At sundown on September 13th, shofars blasted from synagogues around the globe, calling the Jewish community to assemble and reflect.  Rosh Hashanah and Yom Kippur/Day of Atonement are known as Jewish High Holy Days.  Rabbis call upon their congregations to get right with their fellow man during Rosh Hashanah and then to get right with God during Yom Kippur.  I ask my Jewish friends how they can get right with their neighbors and friends without having first been placed into a right relationship with God.  The Feast of Tabernacles will begin at sundown on September 27th and end at sundown on October 4th.  These Jewish holy days always offer wonderful opportunities to share the Gospel with Jewish people.  By the way, the Jewish New Year, Rosh Hashanah, is Biblically known as the Feast of Trumpets (Lev. 23:23-25).  The Feast of Trumpets was not celebrated in Biblical times as the “new year.”  In fact, the Feast of Trumpets falls in the 7th month on the Jewish religious calendar.  And, the traditional Jewish community does not offer a blood sacrifice for their sins on Yom Kippur.  In Lev. 17:11 we read that God requires blood for atonement.  Ask your Jewish friends how their sins can be forgiven without the shedding of blood.  Share with them that all the animal sacrifices in the tabernacle and then in the Temple in Jerusalem looked forward to the ultimate sacrifice – the pure and spotless Passover Lamb - Messiah Jesus.

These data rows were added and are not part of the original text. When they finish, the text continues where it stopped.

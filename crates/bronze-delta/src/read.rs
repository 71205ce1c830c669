//! Reading bronze tables back for previews and checks.

use std::sync::Arc;

use deltalake::arrow::datatypes::SchemaRef;
use deltalake::arrow::record_batch::RecordBatch;
use deltalake::parquet::arrow::arrow_reader::ParquetRecordBatchReaderBuilder;
use tracing::debug;

use bronze_common::{Storage, StorageLocation};

use crate::error::{DeltaError, Result};
use crate::schema::align_batch;
use crate::table::{open_table, table_arrow_schema};
use crate::truncate::is_delta_table;

/// Rows read from the current version of a table.
#[derive(Debug, Clone)]
pub struct TableContents {
    pub version: i64,
    pub schema: SchemaRef,
    /// Batches aligned to the table schema.
    pub batches: Vec<RecordBatch>,
}

impl TableContents {
    pub fn num_rows(&self) -> usize {
        self.batches.iter().map(RecordBatch::num_rows).sum()
    }
}

/// Reads the current table version, stopping after `limit` rows when given.
pub async fn read_table(
    location: &StorageLocation,
    limit: Option<usize>,
) -> Result<TableContents> {
    let storage = Storage::open(location)?;
    if !is_delta_table(&storage).await? {
        return Err(DeltaError::TableNotFound {
            location: location.to_string(),
        });
    }
    let table = open_table(location).await?;
    let schema = Arc::new(table_arrow_schema(&table)?);

    let mut files: Vec<String> = table
        .get_file_uris()
        .map_err(DeltaError::delta("list files"))?
        .collect();
    files.sort();

    let mut batches = Vec::new();
    let mut remaining = limit.unwrap_or(usize::MAX);
    'files: for uri in files {
        let relative = relative_file(location, &uri);
        debug!(file = %relative, "reading data file");
        let bytes = storage.get(&storage.qualify(&relative)).await?;

        let parquet_error = |source| DeltaError::Parquet {
            path: uri.clone(),
            source,
        };
        let reader = ParquetRecordBatchReaderBuilder::try_new(bytes)
            .map_err(parquet_error)?
            .build()
            .map_err(parquet_error)?;

        for batch in reader {
            if remaining == 0 {
                break 'files;
            }
            let batch = align_batch(&batch?, &schema)?;
            let take = remaining.min(batch.num_rows());
            batches.push(batch.slice(0, take));
            remaining -= take;
        }
    }

    Ok(TableContents {
        version: table.version().unwrap_or(-1),
        schema,
        batches,
    })
}

/// Number of rows in the current table version.
pub async fn count_rows(location: &StorageLocation) -> Result<usize> {
    Ok(read_table(location, None).await?.num_rows())
}

/// Path of a data file relative to the table root.
fn relative_file(location: &StorageLocation, uri: &str) -> String {
    let root = location.url().as_str();
    match uri.strip_prefix(root) {
        Some(relative) => relative.to_string(),
        None => uri.rsplit('/').next().unwrap_or(uri).to_string(),
    }
}
//! Logging infrastructure using `tracing` and `tracing-subscriber`.
//!
//! Every pipeline stage logs through `tracing`; this module installs the
//! global subscriber once at startup.
//!
//! # Log Levels
//!
//! - `error`: pipeline failures
//! - `warn`: missing columns, values nulled by a failed parse, empty landing zones and files
//! - `info`: stage progress, folders visited, file matches, row counts, committed versions
//! - `debug`: ignored columns, individual storage calls
//! - `trace`: not used by the pipeline itself
//!
//! # Usage
//!
//! ```ignore
//! use bronze_cli::logging::{init_logging, LogConfig};
//!
//! init_logging(&LogConfig::default())?;
//! ```

use std::fs::OpenOptions;
use std::io::{self, Write};
use std::path::PathBuf;
use std::sync::{Arc, Mutex};

use tracing::level_filters::LevelFilter;
use tracing_subscriber::{
    EnvFilter,
    fmt::{self, MakeWriter},
    layer::SubscriberExt,
    util::SubscriberInitExt,
};

/// Crates whose events follow the configured level; everything else stays at `warn`.
const PIPELINE_CRATES: [&str; 6] = [
    "bronze_cli",
    "bronze_common",
    "bronze_delta",
    "bronze_ingest",
    "bronze_model",
    "bronze_transform",
];

/// Configuration for logging behavior.
#[derive(Debug, Clone)]
pub struct LogConfig {
    /// Level applied to the pipeline crates.
    pub level_filter: LevelFilter,
    /// Let `RUST_LOG` replace the level filter when it is set.
    pub use_env_filter: bool,
    /// Whether to include timestamps in log output.
    pub with_timestamps: bool,
    /// Whether to include target (module path) in log output.
    pub with_target: bool,
    /// Whether to log span close events (JSON only).
    pub with_spans: bool,
    /// Whether to use ANSI colors in output.
    pub with_ansi: bool,
    pub format: LogFormat,
    /// When set, logs are appended to this file instead of stderr.
    pub log_file: Option<PathBuf>,
}

/// Log output format.
#[derive(Debug, Clone, Copy, Default, PartialEq, Eq)]
pub enum LogFormat {
    /// Human-readable pretty format with colors.
    #[default]
    Pretty,
    /// Compact single-line format.
    Compact,
    /// JSON format for machine parsing.
    Json,
}

impl Default for LogConfig {
    fn default() -> Self {
        Self {
            level_filter: LevelFilter::INFO,
            use_env_filter: true,
            with_timestamps: true,
            with_target: false,
            with_spans: true,
            with_ansi: true,
            format: LogFormat::default(),
            log_file: None,
        }
    }
}

/// Initialize the global tracing subscriber with the given configuration.
///
/// # Errors
///
/// Returns an error if the log file cannot be opened.
///
/// # Panics
///
/// Panics if a global subscriber is already installed.
pub fn init_logging(config: &LogConfig) -> io::Result<()> {
    if let Some(path) = &config.log_file {
        let file = OpenOptions::new().create(true).append(true).open(path)?;
        init_logging_with_writer(config, SharedFileWriter::new(file));
    } else {
        init_logging_with_writer(config, io::stderr);
    }
    Ok(())
}

/// Initialize logging with a custom writer.
pub fn init_logging_with_writer<W>(config: &LogConfig, writer: W)
where
    W: for<'writer> MakeWriter<'writer> + Send + Sync + 'static,
{
    let filter = build_env_filter(config.level_filter, config.use_env_filter);

    match config.format {
        LogFormat::Json => {
            let layer = fmt::layer()
                .json()
                .with_writer(writer)
                .with_target(config.with_target)
                .with_current_span(true)
                .with_span_events(if config.with_spans {
                    fmt::format::FmtSpan::CLOSE
                } else {
                    fmt::format::FmtSpan::NONE
                });

            tracing_subscriber::registry()
                .with(filter)
                .with(layer)
                .init();
        }
        LogFormat::Compact => {
            let layer = fmt::layer()
                .compact()
                .with_writer(writer)
                .with_ansi(config.with_ansi)
                .with_target(config.with_target);

            if config.with_timestamps {
                tracing_subscriber::registry()
                    .with(filter)
                    .with(layer)
                    .init();
            } else {
                tracing_subscriber::registry()
                    .with(filter)
                    .with(layer.without_time())
                    .init();
            }
        }
        LogFormat::Pretty => {
            let layer = fmt::layer()
                .with_writer(writer)
                .with_ansi(config.with_ansi)
                .with_target(config.with_target);

            if config.with_timestamps {
                tracing_subscriber::registry()
                    .with(filter)
                    .with(layer)
                    .init();
            } else {
                tracing_subscriber::registry()
                    .with(filter)
                    .with(layer.without_time())
                    .init();
            }
        }
    }
}

#[derive(Clone)]
struct SharedFileWriter {
    file: Arc<Mutex<std::fs::File>>,
}

impl SharedFileWriter {
    fn new(file: std::fs::File) -> Self {
        Self {
            file: Arc::new(Mutex::new(file)),
        }
    }
}

struct SharedFileGuard {
    file: Arc<Mutex<std::fs::File>>,
}

impl Write for SharedFileGuard {
    fn write(&mut self, buf: &[u8]) -> io::Result<usize> {
        let mut guard = self
            .file
            .lock()
            .map_err(|_| io::Error::other("log file lock poisoned"))?;
        guard.write(buf)
    }

    fn flush(&mut self) -> io::Result<()> {
        let mut guard = self
            .file
            .lock()
            .map_err(|_| io::Error::other("log file lock poisoned"))?;
        guard.flush()
    }
}

impl<'a> MakeWriter<'a> for SharedFileWriter {
    type Writer = SharedFileGuard;

    fn make_writer(&'a self) -> Self::Writer {
        SharedFileGuard {
            file: Arc::clone(&self.file),
        }
    }
}

/// Build the event filter; `RUST_LOG` wins when allowed and set.
fn build_env_filter(level_filter: LevelFilter, use_env_filter: bool) -> EnvFilter {
    if use_env_filter && let Ok(filter) = EnvFilter::try_from_default_env() {
        return filter;
    }
    EnvFilter::new(default_directives(level_filter))
}

/// Pipeline crates at `level_filter`, dependencies (deltalake, object_store) at `warn`.
fn default_directives(level_filter: LevelFilter) -> String {
    let level = level_filter.to_string().to_lowercase();
    let mut directives = vec!["warn".to_string()];
    directives.extend(
        PIPELINE_CRATES
            .iter()
            .map(|target| format!("{target}={level}")),
    );
    directives.join(",")
}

In synagogues on Rosh Hashanah, Genesis 22 is read.  Genesis 22 is the account of God instructing Abraham to take his son, his only son, Isaac, whom he loved to the region called Moriah, and to offer him as a sacrifice, a burnt offering.  Sound familiar?  Sound significant?  “For God so loved the world that He gave His only begotten Son. . . .”  As Abraham and Isaac make the climb to the place where Isaac is to be offered, Isaac makes an observation. Papa, we have the wood and the fire,but where is the sacrifice?” We find Abraham’s response in Gen. 22:8.  In the Hebrew it reads, “My son, God will PROVIDE HIMSELF the lamb for a burnt offering.”   Genesis 22:13 tells us that there was a ram caught in the thicket.  The ram was the substitute for Isaac.  But why did God mention the lamb – that He would provide Himself the lamb?  A ram was the substitute for Isaac, not a lamb.  Here we have a prophetic verse.  We are to look forward in Scripture.  We see the lamb again at the first Passover in Egypt when, once again, God provides.  God’s mighty hand of deliverance and protection is lavished upon the Jewish people through the blood of the Passover lambs.  And, we see the Lamb identified in Isaiah 53 as the Suffering Servant, Jesus, the Messiah, the perfect Lamb of God!

During a Rosh Hashanah celebration among Jewish people, while I was reading and explaining God’s provision for Isaac in Genesis 22, one of the Jewish men excitedly blurted out, “This is beautiful! Why haven’t we heard this?  Can I study with you?”  

May the love of Jesus compel us to share words of life and hope in JESUS to Jewish people this season – and always.  

Note the following Rosh Hashanah and Yom Kippur prayers:
Rosh Hashanah prayer from an Orthodox Jewish prayer book: “May it be Your will that the sounding of the shofar which we have done will be embroidered in the veil by the appointed angel, as You accepted it by Elijah of blessed memory and by Yeshua, the Prince of the Face (i.e. Prince of God’s Presence) and the one who sits on God’s throne.  May You be filled with compassion toward us.  Deserving of praise are You, Lord of compassion.” (Birnbaum, Behind The Curtain, p. 282)

Ancient prayer during Yom Kippur:
Our righteous anointed is departed from us: horror hath seized us and we have none to justify us.  He hath borne the yoke of our iniquities and our transgression, and is wounded because of our transgression.  He beareth our sins on his shoulder, that He may find pardon for our iniquities.  We shall be healed by His wound, at the time that the Eternal will create Him (the Messiah) as a new creature.